• [ACTIVITY]: Filter the records for "chars" and keep each line that has it.

*** ENTRIES PROVIDED ***

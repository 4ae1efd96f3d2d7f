//! Word-character classification driven by the `iskeyword` option.
//!
//! The option value is a comma-separated list of tokens:
//!
//! - `c`        a single character
//! - `48`       a decimal code point (1-3 digits)
//! - `a-z`      a range; either bound may be numeric (`48-57`)
//! - `^token`   exclude what `token` covers
//! - `@`        every Unicode letter
//!
//! Specs are kept in reverse input order and the first spec covering a
//! character decides, so a later token overrides an earlier overlapping one.

use std::sync::{Arc, PoisonError, RwLock};

use thiserror::Error;

use super::{OptionChange, OptionError, OptionScope, OptionService, OptionValue};

pub const OPTION_NAME: &str = "iskeyword";

/// Code points at or above this are always keyword characters
const ALWAYS_KEYWORD: u32 = 0x100;

pub type SharedClassifier = Arc<RwLock<KeywordClassifier>>;

#[derive(Debug, Clone, PartialEq, Eq, Error)]
pub enum ParseError {
    #[error("E474: Invalid argument: {0}")]
    InvalidToken(String),
    #[error("E474: Invalid argument: empty keyword token")]
    EmptyToken,
}

#[derive(Debug, Clone, Copy, PartialEq, Eq)]
enum Coverage {
    AllLetters,
    Range(u32, u32),
}

#[derive(Debug, Clone, PartialEq, Eq)]
struct KeywordSpec {
    token: String,
    negate: bool,
    coverage: Coverage,
}

impl KeywordSpec {
    fn parse(token: &str) -> Result<Self, ParseError> {
        let invalid = || ParseError::InvalidToken(token.to_string());
        let (negate, body) = match token.strip_prefix('^') {
            Some(rest) if !rest.is_empty() => (true, rest),
            _ => (false, token),
        };
        if body.is_empty() {
            return Err(ParseError::EmptyToken);
        }

        let coverage = if body == "@" {
            Coverage::AllLetters
        } else {
            let chars: Vec<char> = body.chars().collect();
            // A range dash needs something on both sides
            let dash = (1..chars.len().saturating_sub(1)).find(|&i| chars[i] == '-');
            match dash {
                Some(i) => {
                    let low = parse_bound(&chars[..i]).ok_or_else(invalid)?;
                    let high = parse_bound(&chars[i + 1..]).ok_or_else(invalid)?;
                    if low > high {
                        return Err(invalid());
                    }
                    Coverage::Range(low, high)
                }
                None => {
                    let code = parse_bound(&chars).ok_or_else(invalid)?;
                    Coverage::Range(code, code)
                }
            }
        };

        Ok(Self {
            token: token.to_string(),
            negate,
            coverage,
        })
    }

    fn contains(&self, code: u32) -> bool {
        match self.coverage {
            Coverage::AllLetters => char::from_u32(code).is_some_and(char::is_alphabetic),
            Coverage::Range(low, high) => (low..=high).contains(&code),
        }
    }
}

/// 1-3 digits are a code point, anything else must be exactly one character
fn parse_bound(chars: &[char]) -> Option<u32> {
    if !chars.is_empty() && chars.len() <= 3 && chars.iter().all(char::is_ascii_digit) {
        return chars.iter().collect::<String>().parse().ok();
    }
    match chars {
        [c] => Some(u32::from(*c)),
        _ => None,
    }
}

/// Split an option value into tokens.
///
/// A comma is a separator except as the first character of a token or
/// right after a range dash, where it stands for itself.
pub fn split_tokens(text: &str) -> Vec<String> {
    let mut tokens = Vec::new();
    let mut token = String::new();
    let mut at_start = true;
    let mut after_dash = false;

    for c in text.chars() {
        if c == ',' && !at_start && !after_dash {
            tokens.push(std::mem::take(&mut token));
            at_start = true;
            continue;
        }
        token.push(c);
        if c == '^' && token.len() == 1 {
            continue;
        }
        after_dash = c == '-' && !at_start;
        at_start = false;
    }
    if !token.is_empty() {
        tokens.push(token);
    }
    tokens
}

/// [`split_tokens`] in the shape option declarations expect
pub fn tokenize(text: &str) -> Option<Vec<String>> {
    Some(split_tokens(text))
}

#[derive(Debug, Clone, Default, PartialEq, Eq)]
pub struct KeywordClassifier {
    specs: Vec<KeywordSpec>,
}

impl KeywordClassifier {
    /// Validate every token first; one bad token rejects the whole list
    pub fn parse(text: &str) -> Result<Self, ParseError> {
        Self::from_tokens(&split_tokens(text))
    }

    pub fn from_tokens<S: AsRef<str>>(tokens: &[S]) -> Result<Self, ParseError> {
        let mut specs = tokens
            .iter()
            .map(|token| KeywordSpec::parse(token.as_ref()))
            .collect::<Result<Vec<_>, _>>()?;
        specs.reverse();
        Ok(Self { specs })
    }

    pub fn is_keyword(&self, c: char) -> bool {
        let code = u32::from(c);
        if code >= ALWAYS_KEYWORD {
            return true;
        }
        self.specs
            .iter()
            .find(|spec| spec.contains(code))
            .is_some_and(|spec| !spec.negate)
    }

    /// Tokens in their original input order
    pub fn tokens(&self) -> Vec<String> {
        self.specs.iter().rev().map(|spec| spec.token.clone()).collect()
    }

    pub fn to_option_string(&self) -> String {
        self.tokens().join(",")
    }

    /// One regex fragment per spec, in matching order, for hosts that search
    /// by word class. Negation is not encoded; `^` specs yield the class they
    /// exclude.
    pub fn to_regex_classes(&self) -> Vec<String> {
        self.specs
            .iter()
            .map(|spec| match spec.coverage {
                Coverage::AllLetters => r"\p{L}".to_string(),
                Coverage::Range(low, high) if low == high => escaped(low),
                Coverage::Range(low, high) => format!("[{}-{}]", escaped(low), escaped(high)),
            })
            .collect()
    }
}

fn escaped(code: u32) -> String {
    let c = char::from_u32(code).unwrap_or(char::REPLACEMENT_CHARACTER);
    if r"\^$.|?*+()[]{}-".contains(c) {
        format!("\\{c}")
    } else {
        c.to_string()
    }
}

/// Validator for the option declaration
pub fn validate(value: &OptionValue) -> Result<(), String> {
    match value {
        OptionValue::StringList(tokens) => KeywordClassifier::from_tokens(tokens)
            .map(|_| ())
            .map_err(|e| e.to_string()),
        other => Err(format!("expected a token list, got {}", other.option_type().name())),
    }
}

/// Build the classifier from the current option value and keep it in sync.
///
/// The listener parses the new value completely before swapping it in, so
/// a failure leaves the previous classifier in place.
pub fn attach(options: &mut OptionService) -> Result<SharedClassifier, OptionError> {
    let current = options.get(OptionScope::Global, OPTION_NAME)?;
    let initial = classifier_for(&current)?;
    let shared = Arc::new(RwLock::new(initial));

    let target = Arc::clone(&shared);
    options.add_listener(
        OPTION_NAME,
        Arc::new(move |change: &OptionChange| {
            let rebuilt = classifier_for(&change.new)?;
            let mut classifier = target.write().unwrap_or_else(PoisonError::into_inner);
            *classifier = rebuilt;
            tracing::debug!(tokens = %classifier.to_option_string(), "keyword classifier rebuilt");
            Ok(())
        }),
    )?;
    Ok(shared)
}

fn classifier_for(value: &OptionValue) -> Result<KeywordClassifier, OptionError> {
    let rejected = |reason: String| OptionError::Rejected {
        name: OPTION_NAME.to_string(),
        value: value.to_string(),
        reason,
    };
    match value {
        OptionValue::StringList(tokens) => {
            KeywordClassifier::from_tokens(tokens).map_err(|e| rejected(e.to_string()))
        }
        other => Err(rejected(format!("not a token list: {other}"))),
    }
}
//! Script engine for a modal editor's command language.
//!
//! A host builds one [`Session`], attaches its editors, and runs parsed
//! scripts through [`Session::execute_script`]. Options can also be set up
//! front from a Rhai init file with [`config::ConfigEngine`].

pub mod commands;
pub mod config;
pub mod editor;
pub mod options;
pub mod script;
pub mod session;

pub use editor::{Editor, EditorId, TextEditor};
pub use options::{OptionScope, OptionService, OptionValue};
pub use script::{ExecError, ExecutionResult, Expr, Statement, Value};
pub use session::{ExecContext, Session};
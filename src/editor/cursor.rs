/// Caret position, 0-based
#[derive(Debug, Clone, Default)]
pub struct Cursor {
    pub line: usize,
    pub col: usize,
}

impl Cursor {
    pub fn new() -> Self {
        Self { line: 0, col: 0 }
    }

    /// Jump to `line`, clamped to the last line, column reset to 0
    pub fn move_to_line(&mut self, line: usize, line_count: usize) {
        self.line = line.min(line_count.saturating_sub(1));
        self.col = 0;
    }
}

*** End of ENTRIES PROVIDED ***

• [TASK ANSWER]:
            let chars: Vec<char> = body.chars().collect();
            let dash = (1..chars.len().saturating_sub(1)).find(|&i| chars[i] == '-');
                    let low = parse_bound(&chars[..i]).ok_or_else(invalid)?;
                    let high = parse_bound(&chars[i + 1..]).ok_or_else(invalid)?;
                    let code = parse_bound(&chars).ok_or_else(invalid)?;
fn parse_bound(chars: &[char]) -> Option<u32> {
    if !chars.is_empty() && chars.len() <= 3 && chars.iter().all(char::is_ascii_digit) {
        return chars.iter().collect::<String>().parse().ok();
    match chars {
    for c in text.chars() {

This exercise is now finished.